On the lower level, one can find an expansive dining room, an art room, weight room, gym and meditation room (there is also a meditation room on the second floor).  Patients are accompanied by staff as they move between floors and into recreational areas, including a game room which will hopefully have some air hockey, which is the Owl’s favorite rec room activity. There is also a completely walled-in (for safety) patio where patients can dine, or just get some fresh air–in another space, there will be a smoking area which is the one vice allowed on campus. 

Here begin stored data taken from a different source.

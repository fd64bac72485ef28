//! Modify cost price wizard.
//!
//! This module implements:
//! - The wizard states and their transition table
//! - The `ask_price` and `show_move` forms and their checks
//! - The stepper creating the stock revaluation move and writing the new
//!   cost price

pub mod error;
pub mod forms;
pub mod service;
pub mod types;

#[cfg(test)]
mod service_props;

pub use error::ModifyCostPriceError;
pub use forms::{AskPriceForm, ShowMoveForm};
pub use service::ModifyCostPrice;
pub use types::{Button, Event, StateKind, TRANSITIONS, Target, WizardState, next_state};
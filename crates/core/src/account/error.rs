//! Account configuration errors.

use continental_shared::AppError;
use continental_shared::types::{AccountId, CategoryId, CompanyId};
use thiserror::Error;

use super::role::StockAccountRole;
use super::types::Statement;

/// Errors raised while configuring stock accounts.
#[derive(Debug, Error)]
pub enum AccountError {
    /// Account referenced by a category account is unknown.
    #[error("Account not found: {0}")]
    AccountNotFound(AccountId),

    /// Account type is not flagged for stock.
    #[error("{role} requires a stock account, \"{account}\" is not one")]
    NotStockAccount {
        /// The role being configured.
        role: StockAccountRole,
        /// Display name of the account.
        account: String,
    },

    /// Account reports on the wrong statement for the role.
    #[error("{role} requires an account on the {expected} statement, \"{account}\" is on {actual}")]
    WrongStatement {
        /// The role being configured.
        role: StockAccountRole,
        /// Display name of the account.
        account: String,
        /// Statement required by the role.
        expected: Statement,
        /// Statement of the account.
        actual: Statement,
    },

    /// Account belongs to another company (or to none).
    #[error("{role} account \"{account}\" does not belong to company {company}")]
    CompanyMismatch {
        /// The role being configured.
        role: StockAccountRole,
        /// Display name of the account.
        account: String,
        /// Company of the category account value.
        company: CompanyId,
    },

    /// A value already exists for this category and company.
    #[error("Category {category} already has stock accounts for company {company}")]
    DuplicateCategoryAccount {
        /// The category.
        category: CategoryId,
        /// The company.
        company: CompanyId,
    },
}

impl AccountError {
    /// Returns the error code for presentation layers.
    #[must_use]
    pub fn error_code(&self) -> &'static str {
        match self {
            Self::AccountNotFound(_) => "ACCOUNT_NOT_FOUND",
            Self::NotStockAccount { .. } => "NOT_STOCK_ACCOUNT",
            Self::WrongStatement { .. } => "WRONG_STATEMENT",
            Self::CompanyMismatch { .. } => "COMPANY_MISMATCH",
            Self::DuplicateCategoryAccount { .. } => "DUPLICATE_CATEGORY_ACCOUNT",
        }
    }
}

impl From<AccountError> for AppError {
    fn from(err: AccountError) -> Self {
        match err {
            AccountError::AccountNotFound(_) => Self::NotFound(err.to_string()),
            AccountError::DuplicateCategoryAccount { .. } => Self::Conflict(err.to_string()),
            _ => Self::Validation(err.to_string()),
        }
    }
}
//! Continental stock accounting for products.
//!
//! This crate contains pure business logic with ZERO web or database
//! dependencies. Records are read and written through the [`host::Host`]
//! trait.
//!
//! # Modules
//!
//! - `account` - Stock account roles, category accounts and resolution
//! - `product` - Products, templates and cost prices
//! - `stock` - Locations, stock moves and quantities on hand
//! - `ledger` - Journal moves, their validation and periods
//! - `i18n` - Localized operator messages
//! - `host` - Boundary to the hosting system, with an in-memory host
//! - `wizard` - The modify cost price wizard

pub mod account;
pub mod host;
pub mod i18n;
pub mod ledger;
pub mod product;
pub mod stock;
pub mod wizard;
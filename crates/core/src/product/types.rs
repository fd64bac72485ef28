//! Product domain types.

use std::fmt;

use continental_shared::types::{CategoryId, ProductId, TemplateId};
use serde::{Deserialize, Serialize};

/// Method used to recompute a product's cost price.
#[derive(Debug, Clone, Copy, Default, PartialEq, Eq, Hash, Serialize, Deserialize)]
#[serde(rename_all = "lowercase")]
pub enum CostPriceMethod {
    /// Standard price, set by hand.
    #[default]
    Fixed,
    /// Moving average of incoming costs.
    Average,
    /// Cost of the oldest stock still on hand.
    Fifo,
}

impl CostPriceMethod {
    /// Returns the string representation of the method.
    #[must_use]
    pub fn as_str(&self) -> &'static str {
        match self {
            Self::Fixed => "fixed",
            Self::Average => "average",
            Self::Fifo => "fifo",
        }
    }

    /// Parses a method from a string.
    pub fn parse(s: &str) -> Option<Self> {
        match s.to_lowercase().as_str() {
            "fixed" => Some(Self::Fixed),
            "average" => Some(Self::Average),
            "fifo" => Some(Self::Fifo),
            _ => None,
        }
    }
}

impl fmt::Display for CostPriceMethod {
    fn fmt(&self, f: &mut fmt::Formatter<'_>) -> fmt::Result {
        write!(f, "{}", self.as_str())
    }
}

/// A product template; variants share its defaults.
#[derive(Debug, Clone, PartialEq, Eq, Serialize, Deserialize)]
pub struct Template {
    /// Unique identifier.
    pub id: TemplateId,
    /// Template name.
    pub name: String,
    /// Cost price method of every variant.
    pub cost_price_method: CostPriceMethod,
    /// Category providing the accounting configuration.
    pub account_category: Option<CategoryId>,
}

impl Template {
    /// Creates a template without accounting category.
    #[must_use]
    pub fn new(name: impl Into<String>, cost_price_method: CostPriceMethod) -> Self {
        Self {
            id: TemplateId::new(),
            name: name.into(),
            cost_price_method,
            account_category: None,
        }
    }

    /// Sets the accounting category.
    #[must_use]
    pub fn in_category(mut self, category: CategoryId) -> Self {
        self.account_category = Some(category);
        self
    }
}

/// A product variant.
#[derive(Debug, Clone, PartialEq, Eq, Serialize, Deserialize)]
pub struct Product {
    /// Unique identifier.
    pub id: ProductId,
    /// The template this variant belongs to.
    pub template: TemplateId,
    /// Variant code.
    pub code: String,
}

impl Product {
    /// Creates a variant of `template`.
    #[must_use]
    pub fn new(template: TemplateId, code: impl Into<String>) -> Self {
        Self {
            id: ProductId::new(),
            template,
            code: code.into(),
        }
    }
}

#[cfg(test)]
mod tests {
    use super::*;

    #[test]
    fn test_method_parse() {
        assert_eq!(CostPriceMethod::parse("average"), Some(CostPriceMethod::Average));
        assert_eq!(CostPriceMethod::parse("FIFO"), Some(CostPriceMethod::Fifo));
        assert_eq!(CostPriceMethod::parse("Fixed"), Some(CostPriceMethod::Fixed));
        assert_eq!(CostPriceMethod::parse("lifo"), None);
    }

    #[test]
    fn test_method_display() {
        assert_eq!(CostPriceMethod::Average.to_string(), "average");
        assert_eq!(CostPriceMethod::default(), CostPriceMethod::Fixed);
    }

    #[test]
    fn test_template_builder() {
        let category = CategoryId::new();
        let template = Template::new("Chair", CostPriceMethod::Average).in_category(category);
        assert_eq!(template.account_category, Some(category));

        let product = Product::new(template.id, "CH-1");
        assert_eq!(product.template, template.id);
    }
}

Laura also showed off a library and reading nook with a fireplace re-invigorated from Wingate times. No books yet, but I am hopeful that a Weston Public Library book sale later this week will help with that. 

No light fixture yet but the bookshelves are ready

While there are still a lot of last touches to be made before the patients arrive (and of course there is all the licensing and insurance paperwork), Charles River Recovery has already taken shape as a wonderful local facility to get folks back on the right path from addiction. The Grand Opening will take place soon, and one can only hope there will be puppies (yes, we did discuss therapy dogs–no comment) and dum-dums. Ice cream truck? Maybe. 

If you know someone who would benefit from a place like Charles River Recovery, you will shortly be able to learn more on their website here. In addition, they are also looking to complete their care team and you can apply for roles on the same website.

Welcome to Weston, Charles River Recovery! 


  • Looks wonderful, but I am curious… the Wingate property, as well as Sunrise Assisted Living on Rt. 117, both served the eldercare community and are no longer available to that community. With our population aging, why, do you think, have both of these facilities closed?

    • Good question about Wingate and Sunrise. Sunrise’s specialty was patients with various sorts of cognitive impairments. Wingate was an assisted living facility. 55+ communities seem to be booming. But maybe not assisted living and nursing homes? Are more people being cared for at home? COA might know.

  • Sounds like a terrific resource — thanks for the update!